- [PROBLEM STATEMENT]: Copy the lines below exactly. Start at the first and finish with the line containing "the controller's frame-to-frame".

──────── DATA RECORDS ────────

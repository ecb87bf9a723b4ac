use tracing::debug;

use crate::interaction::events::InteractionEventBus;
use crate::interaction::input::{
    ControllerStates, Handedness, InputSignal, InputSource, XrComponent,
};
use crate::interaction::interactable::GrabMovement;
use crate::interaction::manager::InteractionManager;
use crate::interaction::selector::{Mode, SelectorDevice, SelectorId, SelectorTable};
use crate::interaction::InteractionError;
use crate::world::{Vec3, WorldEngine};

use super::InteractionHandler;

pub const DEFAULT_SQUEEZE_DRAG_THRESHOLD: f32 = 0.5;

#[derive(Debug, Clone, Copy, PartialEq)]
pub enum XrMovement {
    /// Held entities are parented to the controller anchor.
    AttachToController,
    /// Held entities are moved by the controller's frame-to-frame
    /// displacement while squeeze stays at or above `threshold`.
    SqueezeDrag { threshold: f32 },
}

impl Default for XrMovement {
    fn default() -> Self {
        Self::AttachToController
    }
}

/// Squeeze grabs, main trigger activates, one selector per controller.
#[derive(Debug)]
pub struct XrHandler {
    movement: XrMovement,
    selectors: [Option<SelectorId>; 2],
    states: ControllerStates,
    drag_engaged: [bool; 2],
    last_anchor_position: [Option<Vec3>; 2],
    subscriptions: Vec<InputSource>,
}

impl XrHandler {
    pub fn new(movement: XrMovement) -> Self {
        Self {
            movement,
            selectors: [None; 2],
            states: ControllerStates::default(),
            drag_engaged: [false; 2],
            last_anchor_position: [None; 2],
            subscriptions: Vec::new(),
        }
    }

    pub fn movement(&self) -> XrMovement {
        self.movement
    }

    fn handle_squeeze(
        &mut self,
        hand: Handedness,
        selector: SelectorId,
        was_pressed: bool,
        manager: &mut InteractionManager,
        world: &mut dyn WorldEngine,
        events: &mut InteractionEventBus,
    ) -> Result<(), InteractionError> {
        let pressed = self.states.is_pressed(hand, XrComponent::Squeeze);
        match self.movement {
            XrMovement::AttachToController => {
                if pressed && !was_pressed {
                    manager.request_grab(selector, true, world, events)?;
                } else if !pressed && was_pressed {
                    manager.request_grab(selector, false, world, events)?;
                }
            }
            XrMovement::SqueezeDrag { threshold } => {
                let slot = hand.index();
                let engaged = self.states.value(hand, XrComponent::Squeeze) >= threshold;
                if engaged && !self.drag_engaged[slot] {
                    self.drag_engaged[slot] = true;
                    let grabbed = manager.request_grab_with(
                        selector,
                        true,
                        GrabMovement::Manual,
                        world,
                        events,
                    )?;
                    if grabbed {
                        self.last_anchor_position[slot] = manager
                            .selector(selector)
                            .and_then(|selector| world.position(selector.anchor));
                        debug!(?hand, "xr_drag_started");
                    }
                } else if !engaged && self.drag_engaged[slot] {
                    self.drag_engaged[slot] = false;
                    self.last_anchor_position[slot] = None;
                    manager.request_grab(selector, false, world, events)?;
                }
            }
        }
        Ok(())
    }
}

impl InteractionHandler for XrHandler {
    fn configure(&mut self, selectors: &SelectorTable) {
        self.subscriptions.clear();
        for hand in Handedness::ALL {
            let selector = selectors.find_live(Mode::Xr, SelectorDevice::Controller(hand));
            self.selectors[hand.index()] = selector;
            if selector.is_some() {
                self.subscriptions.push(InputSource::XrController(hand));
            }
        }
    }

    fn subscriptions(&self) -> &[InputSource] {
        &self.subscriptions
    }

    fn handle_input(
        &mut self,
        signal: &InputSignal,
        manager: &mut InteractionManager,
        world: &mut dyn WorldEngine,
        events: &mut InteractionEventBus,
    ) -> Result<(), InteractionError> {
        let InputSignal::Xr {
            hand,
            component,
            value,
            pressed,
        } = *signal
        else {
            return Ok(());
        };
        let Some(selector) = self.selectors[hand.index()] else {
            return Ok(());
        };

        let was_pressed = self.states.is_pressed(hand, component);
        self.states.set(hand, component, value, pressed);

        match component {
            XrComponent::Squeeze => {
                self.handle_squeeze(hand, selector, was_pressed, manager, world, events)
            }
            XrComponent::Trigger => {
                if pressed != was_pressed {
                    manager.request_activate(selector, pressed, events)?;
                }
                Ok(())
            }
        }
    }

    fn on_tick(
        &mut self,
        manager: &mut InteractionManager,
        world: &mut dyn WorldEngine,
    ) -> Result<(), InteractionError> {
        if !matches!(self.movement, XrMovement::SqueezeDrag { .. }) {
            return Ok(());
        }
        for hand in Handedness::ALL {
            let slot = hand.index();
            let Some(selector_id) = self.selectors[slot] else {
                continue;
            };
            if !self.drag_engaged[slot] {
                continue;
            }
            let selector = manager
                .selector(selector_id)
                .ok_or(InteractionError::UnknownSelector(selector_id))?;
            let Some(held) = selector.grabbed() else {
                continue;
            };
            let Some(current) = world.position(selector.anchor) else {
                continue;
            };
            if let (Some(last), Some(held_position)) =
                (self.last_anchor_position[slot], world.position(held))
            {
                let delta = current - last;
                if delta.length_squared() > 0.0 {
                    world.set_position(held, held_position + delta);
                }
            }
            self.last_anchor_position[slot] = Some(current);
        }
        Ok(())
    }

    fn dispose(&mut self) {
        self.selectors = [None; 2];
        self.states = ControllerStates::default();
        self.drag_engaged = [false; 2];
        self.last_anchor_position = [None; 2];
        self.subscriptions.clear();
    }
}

────────

- [TASK OUTPUT]:
repository ecb87bf9a723b4ac
use tracing::debug;

use crate::interaction::events::InteractionEventBus;
use crate::interaction::input::{
    ControllerStates, Handedness, InputSignal, InputSource, XrComponent,
};
use crate::interaction::interactable::GrabMovement;
use crate::interaction::manager::InteractionManager;
use crate::interaction::selector::{Mode, SelectorDevice, SelectorId, SelectorTable};
use crate::interaction::InteractionError;
use crate::world::{Vec3, WorldEngine};

use super::InteractionHandler;

pub const DEFAULT_SQUEEZE_DRAG_THRESHOLD: f32 = 0.5;

#[derive(Debug, Clone, Copy, PartialEq)]
pub enum XrMovement {
    /// Held entities are parented to the controller anchor.
    AttachToController,
    /// Held entities are moved by the controller's frame-to-frame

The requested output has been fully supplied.